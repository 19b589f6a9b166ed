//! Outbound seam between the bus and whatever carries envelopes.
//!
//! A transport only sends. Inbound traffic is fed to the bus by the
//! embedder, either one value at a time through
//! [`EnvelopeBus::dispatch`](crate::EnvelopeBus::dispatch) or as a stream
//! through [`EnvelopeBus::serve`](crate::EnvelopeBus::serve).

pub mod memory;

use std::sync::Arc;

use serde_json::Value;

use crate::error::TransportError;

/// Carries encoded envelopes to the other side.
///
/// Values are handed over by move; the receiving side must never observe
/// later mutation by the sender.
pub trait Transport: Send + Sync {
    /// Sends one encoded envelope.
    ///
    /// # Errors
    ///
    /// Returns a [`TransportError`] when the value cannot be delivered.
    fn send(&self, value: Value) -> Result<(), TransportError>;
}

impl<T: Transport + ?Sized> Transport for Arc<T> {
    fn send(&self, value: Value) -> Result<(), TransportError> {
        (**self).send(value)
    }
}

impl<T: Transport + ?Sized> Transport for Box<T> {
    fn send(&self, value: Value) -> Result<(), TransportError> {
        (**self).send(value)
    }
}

• • • •

WHAT NEEDS TO BE DONE: A word-for-word restatement of the records above from the line containing "use serde_json::Value;" to their final line is all the answer should hold.

SOLUTION TO THIS PROBLEM:
use serde_json::Value;

use crate::error::TransportError;

/// Carries encoded envelopes to the other side.
///
/// Values are handed over by move; the receiving side must never observe
/// later mutation by the sender.
pub trait Transport: Send + Sync {
    /// Sends one encoded envelope.
    ///
    /// # Errors
    ///
    /// Returns a [`TransportError`] when the value cannot be delivered.
    fn send(&self, value: Value) -> Result<(), TransportError>;
}

impl<T: Transport + ?Sized> Transport for Arc<T> {
    fn send(&self, value: Value) -> Result<(), TransportError> {
        (**self).send(value)
    }
}

impl<T: Transport + ?Sized> Transport for Box<T> {
    fn send(&self, value: Value) -> Result<(), TransportError> {
        (**self).send(value)
    }
}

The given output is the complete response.